Die Idee kam dem Bartender mit den internationalen Erfahrungen bei einer Reise nach London im Frühjahr 2018, wo gerade viele neue Bars entstehen. Die „Clarified Drinks“ liegen hier voll im Trend und so wurde am Steinplatz experimentiert, probiert und intensiv gearbeitet, bis das klare Ergebnis überzeugte. Zehn Cocktails stehen auf der Karte, die gerade bei den MIXOLOGY BAR AWARDS, der wichtigsten Auszeichnung der deutschsprachigen Bar- Industrie, als „Barkarte des Jahres 2019“ gekürt wurde. Die Karte ist so einfach zu lesen wie ein Comic, und wer nicht lesen mag, zeigt einfach auf die Abbildung der Früchte, Kräuter oder anderen aromatischen Zutaten. Auszeichnungen sammelt die Bar am Steinplatz seit ihrer Eröffnung im Dezember 2013 wie Leistungssportler Meistertitel: 2017 und 2018 als Hotelbar des Jahres in den sogenannten DACh-Staaten (Deutschland, Österreich und Schweiz) gewählt, wurde sie beim Fizzz Award im September 2018 als „Innovativste Bar 2018“ ausgezeichnet und schon kurze Zeit später kam der Preis für die wohl außergewöhnlichste Karte. Das Geheimnis des Erfolges ist die Mixtur aus der Leidenschaft für flüssige Trends, der lässig-gediegenen Atmosphäre und dem Antrieb, immer wieder gewohnte Dinge infrage zu stellen. So wie vor zwei Jahren, als Christian Gentemann Gin von der Karte verbannte. Eine Bar ohne das ultimative Trendgetränk? Das war Teil des Problems, „denn ich stellte immer mehr fest, dass beinahe inflationär immer neue Ginsorten auf den Markt kamen, die nach allem Möglichen schmeckten, nur nicht nach Wacholder“, erklärt der Bar-Fachmann und listete das erklärte Lieblingskind der meisten Barkeeper aus. Stattdessen bekam ein Getränk aus Westfalen, das in seiner Steinzeugoptik und dem antiquierten Schriftzug an Opas Getränkevorrat erinnert, seinen großen Hauptstadt-Auftritt: Eversbusch. Opa ist gar nicht so verkehrt, denn der klassische Doppel-Wacholder wird nach Originalrezeptur des Ur-Ur-Urgroßvaters in einer Destille gebrannt, die die industrielle Revolution und zwei Weltkriege durch- und überlebte. „Es ist ein ehrliches Produkt, dessen Geschmack überzeugt“, begründet der Barchef die viel diskutierte, mutige Entscheidung.
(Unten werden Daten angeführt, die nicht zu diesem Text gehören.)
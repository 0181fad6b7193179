//! Drawing part (`xdr:wsDr`): picture anchors and their media targets.
//!
//! Only anchors that hold an `xdr:pic` are reported; shapes, charts and
//! group frames are ignored. Within `mc:AlternateContent` the first branch
//! that yields a picture is used and later branches are skipped, so one
//! picture is not reported twice.

use std::io::{BufReader, Read, Seek};

use quick_xml::events::{BytesStart, Event};
use quick_xml::name::QName;
use quick_xml::reader::Reader;

use super::{attr, read_relationships, rels_path_for, resolve_target, Archive};
use crate::error::{XlsxError, XlsxResult};
use crate::images::{ImageSource, SheetImage};
use rowpix_core::{AnchorMarker, RawAnchor};

#[derive(Default)]
struct AnchorState {
    from_fields: Vec<(String, String)>,
    has_pic: bool,
    embed: Option<String>,
    name: Option<String>,
}

impl AnchorState {
    fn into_raw_anchor(self) -> (RawAnchor, Option<String>, Option<String>) {
        let exact = |key: &str| {
            self.from_fields
                .iter()
                .find(|(k, _)| k == key)
                .and_then(|(_, v)| v.trim().parse::<u32>().ok())
        };
        let from = match (exact("col"), exact("row")) {
            (Some(col), Some(row)) => Some(AnchorMarker { col, row }),
            _ => None,
        };

        let anchor = RawAnchor {
            from,
            cell_ref: None,
            fields: self.from_fields,
        };
        (anchor, self.embed, self.name)
    }
}

/// Per `mc:AlternateContent`: pictures seen when the current branch opened,
/// and whether an earlier branch already produced one.
struct AltState {
    pics_at_branch_start: usize,
    taken: bool,
}

pub(crate) fn read_drawing<R: Read + Seek>(
    archive: &mut Archive<R>,
    drawing_part: &str,
) -> XlsxResult<Vec<SheetImage>> {
    let rels = read_relationships(archive, &rels_path_for(drawing_part))?;

    let file = match archive.by_name(drawing_part) {
        Ok(f) => f,
        Err(_) => {
            log::debug!("drawing part {drawing_part} missing from package");
            return Ok(Vec::new());
        }
    };

    let mut xml_reader = Reader::from_reader(BufReader::new(file));
    xml_reader.trim_text(true);

    let mut buf = Vec::new();
    let mut skip_buf = Vec::new();
    let mut images = Vec::new();

    let mut anchor: Option<AnchorState> = None;
    let mut in_from = false;
    let mut from_field: Option<String> = None;
    let mut pic_depth = 0usize;
    let mut pics_seen = 0usize;
    let mut alt_stack: Vec<AltState> = Vec::new();

    loop {
        let event = xml_reader.read_event_into(&mut buf);
        match event {
            Ok(Event::Start(e)) => match e.local_name().as_ref() {
                b"oneCellAnchor" | b"twoCellAnchor" | b"absoluteAnchor" => {
                    anchor = Some(AnchorState::default());
                }
                b"AlternateContent" => alt_stack.push(AltState {
                    pics_at_branch_start: pics_seen,
                    taken: false,
                }),
                b"Choice" | b"Fallback" => {
                    if alt_stack.last().is_some_and(|alt| alt.taken) {
                        let name = e.name().as_ref().to_vec();
                        xml_reader.read_to_end_into(QName(&name), &mut skip_buf)?;
                        skip_buf.clear();
                    } else if let Some(alt) = alt_stack.last_mut() {
                        alt.pics_at_branch_start = pics_seen;
                    }
                }
                b"from" if anchor.is_some() => in_from = true,
                local if in_from => {
                    from_field = Some(String::from_utf8_lossy(local).into_owned());
                }
                b"pic" if anchor.is_some() => {
                    pic_depth += 1;
                    pics_seen += 1;
                    if let Some(state) = anchor.as_mut() {
                        state.has_pic = true;
                    }
                }
                _ => note_pic_child(&e, pic_depth, anchor.as_mut()),
            },
            Ok(Event::Empty(e)) => note_pic_child(&e, pic_depth, anchor.as_mut()),
            Ok(Event::Text(e)) if in_from => {
                if let (Some(field), Some(state), Ok(text)) =
                    (from_field.take(), anchor.as_mut(), e.unescape())
                {
                    state.from_fields.push((field, text.into_owned()));
                }
            }
            Ok(Event::End(e)) => match e.local_name().as_ref() {
                b"oneCellAnchor" | b"twoCellAnchor" | b"absoluteAnchor" => {
                    if let Some(state) = anchor.take().filter(|s| s.has_pic) {
                        let (raw, embed, name) = state.into_raw_anchor();
                        let media_part = embed.as_ref().and_then(|id| match rels.get(id) {
                            Some(rel) if !rel.external => {
                                Some(resolve_target(drawing_part, &rel.target))
                            }
                            _ => {
                                log::debug!("{drawing_part}: embed {id} does not resolve to a package part");
                                None
                            }
                        });
                        images.push(SheetImage {
                            anchor: raw,
                            source: ImageSource::Drawing,
                            name,
                            media_part,
                            data: None,
                        });
                    }
                    in_from = false;
                    pic_depth = 0;
                }
                b"from" => {
                    in_from = false;
                    from_field = None;
                }
                b"pic" => pic_depth = pic_depth.saturating_sub(1),
                b"Choice" | b"Fallback" => {
                    if let Some(alt) = alt_stack.last_mut() {
                        if pics_seen > alt.pics_at_branch_start {
                            alt.taken = true;
                        }
                    }
                }
                b"AlternateContent" => {
                    alt_stack.pop();
                }
                _ => {}
            },
            Ok(Event::Eof) => break,
            Err(e) => return Err(XlsxError::Xml(e)),
            _ => {}
        }
        buf.clear();
    }

    Ok(images)
}

/// Record `cNvPr name` and `a:blip r:embed` for the picture being read.
fn note_pic_child(e: &BytesStart<'_>, pic_depth: usize, anchor: Option<&mut AnchorState>) {
    let Some(state) = anchor else {
        return;
    };
    if pic_depth == 0 {
        return;
    }
    match e.local_name().as_ref() {
        b"cNvPr" if state.name.is_none() => state.name = attr(e, b"name"),
        b"blip" if state.embed.is_none() => state.embed = attr(e, b"embed"),
        _ => {}
    }
}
Überraschung und Faszination, gemixt mit einer locker-lässigen Atmosphäre, führen in der Bar am Steinplatz eine glückliche Beziehung. Neben den internationalen Gästen sind 70 bis 80 Prozent Stammbesucher – auch das dürfte ein Rekord für eine Hotelbar sein. Der luxuriöse Art-Deco-Stil und großflächige Fotos an den Wänden des denkmalgeschützten Jugenstilbaus erinnern an die Geschichte des Hauses, das in seinem ersten Leben Nobel-Herberge für Intellektuelle und Künstler war. Zarah Leander, der Schriftsteller Vladimir Nabokov, Romy Schneider und Alain Delon stiegen hier ab. Später verfiel der einstige Glanz. Hundert Jahre, nachdem am Steinplatz erstmals ein Hotel eröffnet wurde, feierte das heutige 5-Sterne-Haus 2013 glanzvoll Auferstehung.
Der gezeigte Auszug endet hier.